Desaparece una de las maravillas naturales del mundo

Uno de los mayores atractivos turísticos entre Zimbabue Zambia está en peligro por una de las peores sequías del siglo. Las cataratas de Victoria se están secando y las espectaculares imágenes del agua cayendo por sus 100 metros de cascada forman ya parte del pasado.

Mientras los líderes mundiales no se ponen de acuerdo para detener el catastrófico calentamiento causado por las emisiones de gases de efecto invernadero provocadas por el hombre, el sur de África ya está sufriendo algunos de sus peores efectos, con los grifos sin una gota de agua y unos 45 millones de personas necesitadas de ayuda alimentaria debido a las malas cosechas.

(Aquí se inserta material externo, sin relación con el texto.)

impl ManagedService {
    pub fn new(
        def: ServiceDef,
        binary_path: &Path,
        log_dir: Option<&Path>,
        events: EventEmitter,
    ) -> Arc<Self> {
        let argv = def.effective_command(binary_path);
        let (program, args) = match argv.split_first() {
            Some((p, rest)) => (p.clone(), rest.to_vec()),
            None => (
                binary_path.display().to_string(),
                vec!["serve".to_string(), def.short_name.clone()],
            ),
        };
        let log_path = log_dir.map(|d| d.join(format!("{}.log", def.short_name)));
        let (state_tx, _) = watch::channel(ServiceState::Stopped);

        Arc::new_cyclic(|weak| Self {
            def,
            program,
            args,
            log_path,
            events,
            inner: Mutex::new(Inner {
                state: ServiceState::Stopped,
                pgid: None,
                adopted_pid: None,
                adopted: false,
                started_at_ms: 0,
                restart_count: 0,
                healthy: false,
                last_error: None,
                last_health_check_ms: 0,
                child_epoch: 0,
                stop_target: ServiceState::Stopped,
            }),
            state_tx,
            weak: weak.clone(),
        })
    }

    pub fn name(&self) -> &str {
        &self.def.short_name
    }

    pub fn def(&self) -> &ServiceDef {
        &self.def
    }

    pub fn state(&self) -> ServiceState {
        self.inner.lock().state
    }

    pub fn is_adopted(&self) -> bool {
        self.inner.lock().adopted
    }

    pub fn restart_count(&self) -> u32 {
        self.inner.lock().restart_count
    }

    /// Bump the lifetime restart counter; never reset.
    pub fn increment_restart_count(&self) -> u32 {
        let mut inner = self.inner.lock();
        inner.restart_count += 1;
        inner.restart_count
    }

    pub fn set_last_error(&self, message: &str) {
        self.inner.lock().last_error = Some(message.to_string());
    }

    /// Watch state transitions (used by dependency waits and stop).
    pub fn subscribe_state(&self) -> watch::Receiver<ServiceState> {
        self.state_tx.subscribe()
    }

    /// Coherent point-in-time snapshot.
    pub fn snapshot(&self) -> ServiceSnapshot {
        let inner = self.inner.lock();
        ServiceSnapshot {
            name: self.def.short_name.clone(),
            state: inner.state,
            status: inner.state.status(inner.healthy),
            pid: inner.pgid.unwrap_or(0) as u32,
            started_at_ms: inner.started_at_ms,
            restart_count: inner.restart_count,
            healthy: inner.healthy,
            adopted: inner.adopted,
            last_error: inner.last_error.clone(),
            last_health_check_ms: inner.last_health_check_ms,
        }
    }

    /// Spawn the child in a fresh process group and enter Starting.
    ///
    /// Promotion to Running is probe-driven by the orchestrator via
    /// [`ManagedService::mark_running`].
    pub fn start(&self) -> Result<(), SupervisorError> {
        let epoch = {
            let mut inner = self.inner.lock();
            if inner.state.is_active() || inner.state == ServiceState::Stopping {
                return Err(SupervisorError::AlreadyActive(self.def.short_name.clone()));
            }
            inner.child_epoch += 1;
            inner.child_epoch
        };

        let mut command = tokio::process::Command::new(&self.program);
        command
            .args(&self.args)
            .stdin(Stdio::null())
            // The whole subtree must be reachable by one signal.
            .process_group(0);
        match self.open_log() {
            Some((out, err)) => {
                command.stdout(out).stderr(err);
            }
            None => {
                command.stdout(Stdio::null()).stderr(Stdio::null());
            }
        }
        // The child's lifetime is the orchestrator's, never the
        // requesting client's: a disconnect or deadline cancels the
        // dispatch, not the fleet. No request token reaches this spawn.
        command.kill_on_drop(false);

        let mut child = command.spawn().map_err(|source| {
            let message = source.to_string();
            self.set_last_error(&message);
            SupervisorError::SpawnFailed {
                service: self.def.short_name.clone(),
                source,
            }
        })?;
        let pid = child.id().unwrap_or_default() as i32;

        {
            let mut inner = self.inner.lock();
            inner.pgid = Some(pid);
            inner.adopted = false;
            inner.adopted_pid = None;
            inner.started_at_ms = now_ms();
            inner.stop_target = ServiceState::Stopped;
            self.apply(&mut inner, ServiceState::Starting, false, &format!("spawned pid {pid}"));
        }

        if let Some(this) = self.weak.upgrade() {
            tokio::spawn(async move {
                let status = child.wait().await;
                this.on_child_exit(epoch, status);
            });
        }

        Ok(())
    }

    /// Probe succeeded: Starting -> Running, healthy.
    pub fn mark_running(&self) {
        let mut inner = self.inner.lock();
        if inner.state == ServiceState::Starting {
            self.apply(&mut inner, ServiceState::Running, true, "health probe passed");
        }
    }

    /// Retry exhaustion: land in Failed from wherever the last attempt
    /// left off, with the final error as the transition message.
    pub fn mark_failed(&self, message: &str) {
        let mut inner = self.inner.lock();
        if inner.state == ServiceState::Failed {
            return;
        }
        inner.last_error = Some(message.to_string());
        self.apply(&mut inner, ServiceState::Failed, false, message);
    }

    /// Recognise an already-running foreign process as this service.
    ///
    /// The supervisor holds no handle on it; the pid (when known) is
    /// only remembered as a best-effort stop target.
    pub fn adopt(&self, pid: Option<i32>) {
        let mut inner = self.inner.lock();
        inner.child_epoch += 1;
        inner.pgid = None;
        inner.adopted = true;
        inner.adopted_pid = pid;
        inner.started_at_ms = now_ms();
        inner.stop_target = ServiceState::Stopped;
        self.apply(
            &mut inner,
            ServiceState::Running,
            true,
            &format!("adopted existing process on port {}", self.def.grpc_port),
        );
    }

    /// Record a probe outcome. Returns the previous healthy flag when
    /// the service is Running, `None` otherwise. A flip emits an
    /// advisory event (`previous == current` chain is preserved
    /// because the wire status itself changes with the flag).
    pub fn set_health(&self, healthy: bool, message: &str) -> Option<bool> {
        let mut inner = self.inner.lock();
        if inner.state != ServiceState::Running {
            return None;
        }
        let prev = inner.healthy;
        inner.last_health_check_ms = now_ms();
        if prev != healthy {
            let prev_status = inner.state.status(prev);
            inner.healthy = healthy;
            let cur_status = inner.state.status(healthy);
            self.events.emit(ServiceEvent::new(
                self.def.short_name.clone(),
                prev_status,
                cur_status,
                message,
                now_ms(),
            ));
        }
        Some(prev)
    }

    /// Stop the service.
    ///
    /// Graceful: SIGTERM the group, wait up to `timeout`, escalate to
    /// SIGKILL (landing in Failed). Force: SIGKILL immediately, landing
    /// in Stopped, since the kill was the request itself. Stopping
    /// an already-stopped (or failed) service succeeds without a
    /// transition or event. Adopted services get a best-effort signal
    /// to the pid observed at adoption and land in Stopped.
    pub async fn stop(&self, timeout: Duration, force: bool) -> Result<(), SupervisorError> {
        enum Plan {
            Done,
            AlreadyStopping,
            Adopted(Option<i32>),
            Owned(i32),
        }

        let plan = {
            let mut inner = self.inner.lock();
            match inner.state {
                ServiceState::Stopped | ServiceState::Failed | ServiceState::Unknown => Plan::Done,
                ServiceState::Stopping => Plan::AlreadyStopping,
                _ if inner.adopted => {
                    let pid = inner.adopted_pid;
                    self.apply(&mut inner, ServiceState::Stopping, false, "stopping adopted process");
                    Plan::Adopted(pid)
                }
                _ => match inner.pgid {
                    Some(pgid) => {
                        inner.stop_target = ServiceState::Stopped;
                        self.apply(&mut inner, ServiceState::Stopping, false, "stop requested");
                        Plan::Owned(pgid)
                    }
                    None => {
                        // Active without a handle should not happen;
                        // normalise to Stopped.
                        self.apply(&mut inner, ServiceState::Stopped, false, "stopped (no process)");
                        Plan::Done
                    }
                },
            }
        };

        match plan {
            Plan::Done => Ok(()),
            Plan::AlreadyStopping => {
                let _ = self.wait_terminal(timeout + KILL_WAIT).await;
                Ok(())
            }
            Plan::Adopted(pid) => {
                if let Some(pid) = pid {
                    signal_group(pid, Signal::SIGTERM);
                }
                let mut inner = self.inner.lock();
                if inner.state == ServiceState::Stopping {
                    self.apply(&mut inner, ServiceState::Stopped, false, "stopped (adopted)");
                }
                Ok(())
            }
            Plan::Owned(pgid) => {
                if force {
                    signal_group(pgid, Signal::SIGKILL);
                } else {
                    signal_group(pgid, Signal::SIGTERM);
                    if !self.wait_terminal(timeout).await {
                        // Graceful phase expired: escalate.
                        self.inner.lock().stop_target = ServiceState::Failed;
                        signal_group(pgid, Signal::SIGKILL);
                    }
                }
                if !self.wait_terminal(KILL_WAIT).await {
                    // Even SIGKILL produced no observable exit.
                    let mut inner = self.inner.lock();
                    if inner.state == ServiceState::Stopping {
                        inner.last_error = Some("process did not exit after SIGKILL".to_string());
                        self.apply(
                            &mut inner,
                            ServiceState::Failed,
                            false,
                            "process did not exit after SIGKILL",
                        );
                    }
                }
                Ok(())
            }
        }
    }

    /// True when a terminal state was reached within `timeout`.
    async fn wait_terminal(&self, timeout: Duration) -> bool {
        let mut rx = self.state_tx.subscribe();
        tokio::time::timeout(
            timeout,
            rx.wait_for(|s| matches!(s, ServiceState::Stopped | ServiceState::Failed)),
        )
        .await
        .map(|r| r.is_ok())
        .unwrap_or(false)
    }

    /// Monitor-task callback when the child exits.
    fn on_child_exit(&self, epoch: u64, result: std::io::Result<std::process::ExitStatus>) {
        let mut inner = self.inner.lock();
        if inner.child_epoch != epoch {
            // A newer spawn or adoption owns the state now.
            return;
        }
        match inner.state {
            ServiceState::Stopping => {
                let target = inner.stop_target;
                let message = if target == ServiceState::Failed {
                    "force-killed after shutdown timeout"
                } else {
                    "stopped"
                };
                if target == ServiceState::Failed {
                    inner.last_error = Some(message.to_string());
                }
                self.apply(&mut inner, target, false, message);
            }
            ServiceState::Starting | ServiceState::Running => match result {
                Ok(status) if status.success() => {
                    self.apply(&mut inner, ServiceState::Stopped, false, "exited cleanly");
                }
                Ok(status) => {
                    let message = format!("exited: {status}");
                    inner.last_error = Some(message.clone());
                    self.apply(&mut inner, ServiceState::Failed, false, &message);
                }
                Err(e) => {
                    let message = format!("wait failed: {e}");
                    inner.last_error = Some(message.clone());
                    self.apply(&mut inner, ServiceState::Failed, false, &message);
                }
            },
            _ => {}
        }
    }

    /// Perform a transition under the lock: update flags, clear the
    /// handle on terminal states, publish to watchers, emit the event.
    fn apply(&self, inner: &mut Inner, to: ServiceState, healthy: bool, message: &str) {
        let prev_status = inner.state.status(inner.healthy);
        inner.state = to;
        inner.healthy = healthy && to == ServiceState::Running;
        if matches!(to, ServiceState::Stopped | ServiceState::Failed) {
            inner.pgid = None;
            inner.adopted = false;
            inner.adopted_pid = None;
            inner.started_at_ms = 0;
        }
        let cur_status = inner.state.status(inner.healthy);
        let _ = self.state_tx.send_replace(to);
        tracing::info!(service = %self.def.short_name, %prev_status, %cur_status, message, "transition");
        self.events.emit(ServiceEvent::new(
            self.def.short_name.clone(),
            prev_status,
            cur_status,
            message,
            now_ms(),
        ));
    }

    fn open_log(&self) -> Option<(Stdio, Stdio)> {
        let path = self.log_path.as_ref()?;
        if let Some(parent) = path.parent() {
            let _ = std::fs::create_dir_all(parent);
        }
        let file = std::fs::OpenOptions::new()
            .create(true)
            .append(true)
            .open(path)
            .ok()?;
        let err = file.try_clone().ok()?;
        Some((Stdio::from(file), Stdio::from(err)))
    }
}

Zimbabue y Zambia han sufrido cortes en el suministro eléctrico, ya que dependen en gran medida de la energía hidroeléctrica de las centrales de la presa de Kariba, situada en el río Zambeze aguas arriba de las cascadas. Amplios tramos de esta maravilla natural de un kilómetro de largo no son más que piedra seca. El flujo de agua es reducido en otras partes.

Las cataratas Victoria son un espectáculo natural. Situadas en la frontera de Zambia y Zimbabue, constituyen un salto de agua del río Zambeze. Tienen una anchura aproximada de 1,7 km y 108 metros de alto. El rugir del agua cayendo a toda velocidad en esa enorme grieta las convirtió en una de las siete maravillas naturales del mundo. 

Ahora, ese «Humo que Truena» (nombre con el que los nativos bautizaron el lugar) se ha quedado en silencio y muchos miran hacia este rincón de África con el temor de que se convierta en un nuevo y devastador ejemplo de los efectos del cambio climático. 

La peor sequía en un siglo ha provocado una reducción sin precedentes del volumen de las cataratas Victoria, que durante décadas han atraído a millones de turistas por sus espectaculares vistas.